### [Problem to work on]
Give the number of lines in the records below that contain the word "ConstantVelocityRigidMotion", and nothing more.

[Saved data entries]
-*-

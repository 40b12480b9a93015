//! Time of impact by conservative advancement.

use crate::math::{Isometry, Real, DEFAULT_EPSILON};
use crate::motion::{ConstantVelocityRigidMotion, RigidMotion};
use crate::query::time_of_impact::{CastOptions, CastResult, ConvexCast};
use crate::query::{ClosestPoints, GjkPairDetector, QueryError};
use crate::shape::SupportMap;

/// Computes the time of impact of two shapes under linear and angular motion by conservative
/// advancement.
///
/// Both shapes move with constant linear and angular velocities from their `from` transforms
/// to their `to` transforms. At each step the distance between the shapes is divided by an
/// upper bound of their approach speed, which gives a time the shapes can safely advance by
/// without touching. The fraction returned never exceeds the actual time of impact by more
/// than the contact distance threshold allows.
#[derive(Copy, Clone, Debug)]
pub struct ConservativeAdvancement<'a, G1: ?Sized, G2: ?Sized> {
    shape_a: &'a G1,
    shape_b: &'a G2,
    options: CastOptions,
}

impl<'a, G1: ?Sized + SupportMap, G2: ?Sized + SupportMap> ConservativeAdvancement<'a, G1, G2> {
    /// Conservative advancement between `shape_a` and `shape_b` with the default options.
    pub fn new(shape_a: &'a G1, shape_b: &'a G2) -> Self {
        Self::with_options(shape_a, shape_b, CastOptions::default())
    }

    /// Conservative advancement between `shape_a` and `shape_b`.
    pub fn with_options(shape_a: &'a G1, shape_b: &'a G2, options: CastOptions) -> Self {
        ConservativeAdvancement {
            shape_a,
            shape_b,
            options,
        }
    }

    /// The options of this algorithm.
    pub fn options(&self) -> &CastOptions {
        &self.options
    }

    fn advance(
        &self,
        from_a: &Isometry<Real>,
        to_a: &Isometry<Real>,
        from_b: &Isometry<Real>,
        to_b: &Isometry<Real>,
        mut on_step: impl FnMut(Real, &ClosestPoints),
    ) -> Result<Option<CastResult>, QueryError> {
        let motion_a = ConstantVelocityRigidMotion::from_transforms(from_a, to_a);
        let motion_b = ConstantVelocityRigidMotion::from_transforms(from_b, to_b);

        let max_angular_projected_velocity = motion_a.angvel.norm()
            * self.shape_a.local_bounding_radius()
            + motion_b.angvel.norm() * self.shape_b.local_bounding_radius();
        let rel_linvel = motion_b.linvel - motion_a.linvel;

        if rel_linvel.norm() + max_angular_projected_velocity == 0.0 {
            return Ok(None);
        }

        let radius = self.options.radius_threshold;
        let mut detector =
            GjkPairDetector::without_penetration_solver(self.options.distance_options());

        let initial = detector.closest_points(from_a, self.shape_a, from_b, self.shape_b);
        let mut contact = match initial {
            Ok(Some(res)) if res.distance >= -radius => res,
            Ok(Some(_)) | Err(QueryError::Penetrating) => {
                return Err(QueryError::InitiallyPenetrating)
            }
            Ok(None) => return Ok(None),
            Err(err) => return Err(err),
        };

        let mut lambda = 0.0;
        let mut pos_a = *from_a;
        let mut pos_b = *from_b;
        let mut dist = contact.distance + self.options.allowed_penetration;
        // The smallest fraction known to put the shapes in penetration.
        let mut overlap_lambda: Option<Real> = None;
        let mut num_iterations = 0;
        on_step(lambda, &contact);

        while dist > radius {
            num_iterations += 1;

            if num_iterations > self.options.max_iterations {
                log::debug!(
                    "Conservative advancement: no convergence after {} iterations \
                     (lambda: {}, distance: {}).",
                    num_iterations,
                    lambda,
                    dist
                );
                return Err(QueryError::NoConvergence);
            }

            let divisor = rel_linvel.dot(&contact.normal) + max_angular_projected_velocity;

            if divisor <= DEFAULT_EPSILON {
                // Moving apart.
                return Ok(None);
            }

            let mut next_lambda = lambda + dist / divisor;

            if let Some(overlap_lambda) = overlap_lambda {
                if overlap_lambda - lambda <= DEFAULT_EPSILON {
                    // The step cannot be shortened any further.
                    break;
                }

                if next_lambda >= overlap_lambda {
                    next_lambda = (lambda + overlap_lambda) * 0.5;
                }
            }

            if next_lambda > 1.0 {
                // Tolerate overshooting the end of the motion by less than the contact distance.
                if (next_lambda - 1.0) * divisor <= radius {
                    next_lambda = 1.0;
                } else {
                    return Ok(None);
                }
            }

            if next_lambda < 0.0 || next_lambda <= lambda {
                return Ok(None);
            }

            let next_pos_a = motion_a.position_at_time(next_lambda);
            let next_pos_b = motion_b.position_at_time(next_lambda);

            match detector.closest_points(&next_pos_a, self.shape_a, &next_pos_b, self.shape_b) {
                Ok(Some(res)) if res.distance >= -radius => {
                    lambda = next_lambda;
                    pos_a = next_pos_a;
                    pos_b = next_pos_b;
                    contact = res;
                    dist = res.distance + self.options.allowed_penetration;
                    on_step(lambda, &contact);
                }
                Ok(Some(_)) | Err(QueryError::Penetrating) => {
                    // The step overshot into the other shape: retry with a shorter one.
                    overlap_lambda = Some(next_lambda);
                }
                Ok(None) => return Ok(None),
                Err(err) => return Err(err),
            }
        }

        Ok(Some(CastResult {
            fraction: lambda,
            normal: contact.normal,
            hit_point: contact.point_on_b,
            hit_transform_a: pos_a,
            hit_transform_b: pos_b,
        }))
    }
}

impl<'a, G1: ?Sized + SupportMap, G2: ?Sized + SupportMap> ConvexCast
    for ConservativeAdvancement<'a, G1, G2>
{
    fn calc_time_of_impact(
        &self,
        from_a: &Isometry<Real>,
        to_a: &Isometry<Real>,
        from_b: &Isometry<Real>,
        to_b: &Isometry<Real>,
    ) -> Result<Option<CastResult>, QueryError> {
        self.advance(from_a, to_a, from_b, to_b, |_, _| {})
    }
}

-*-

### [Completed exercise]
3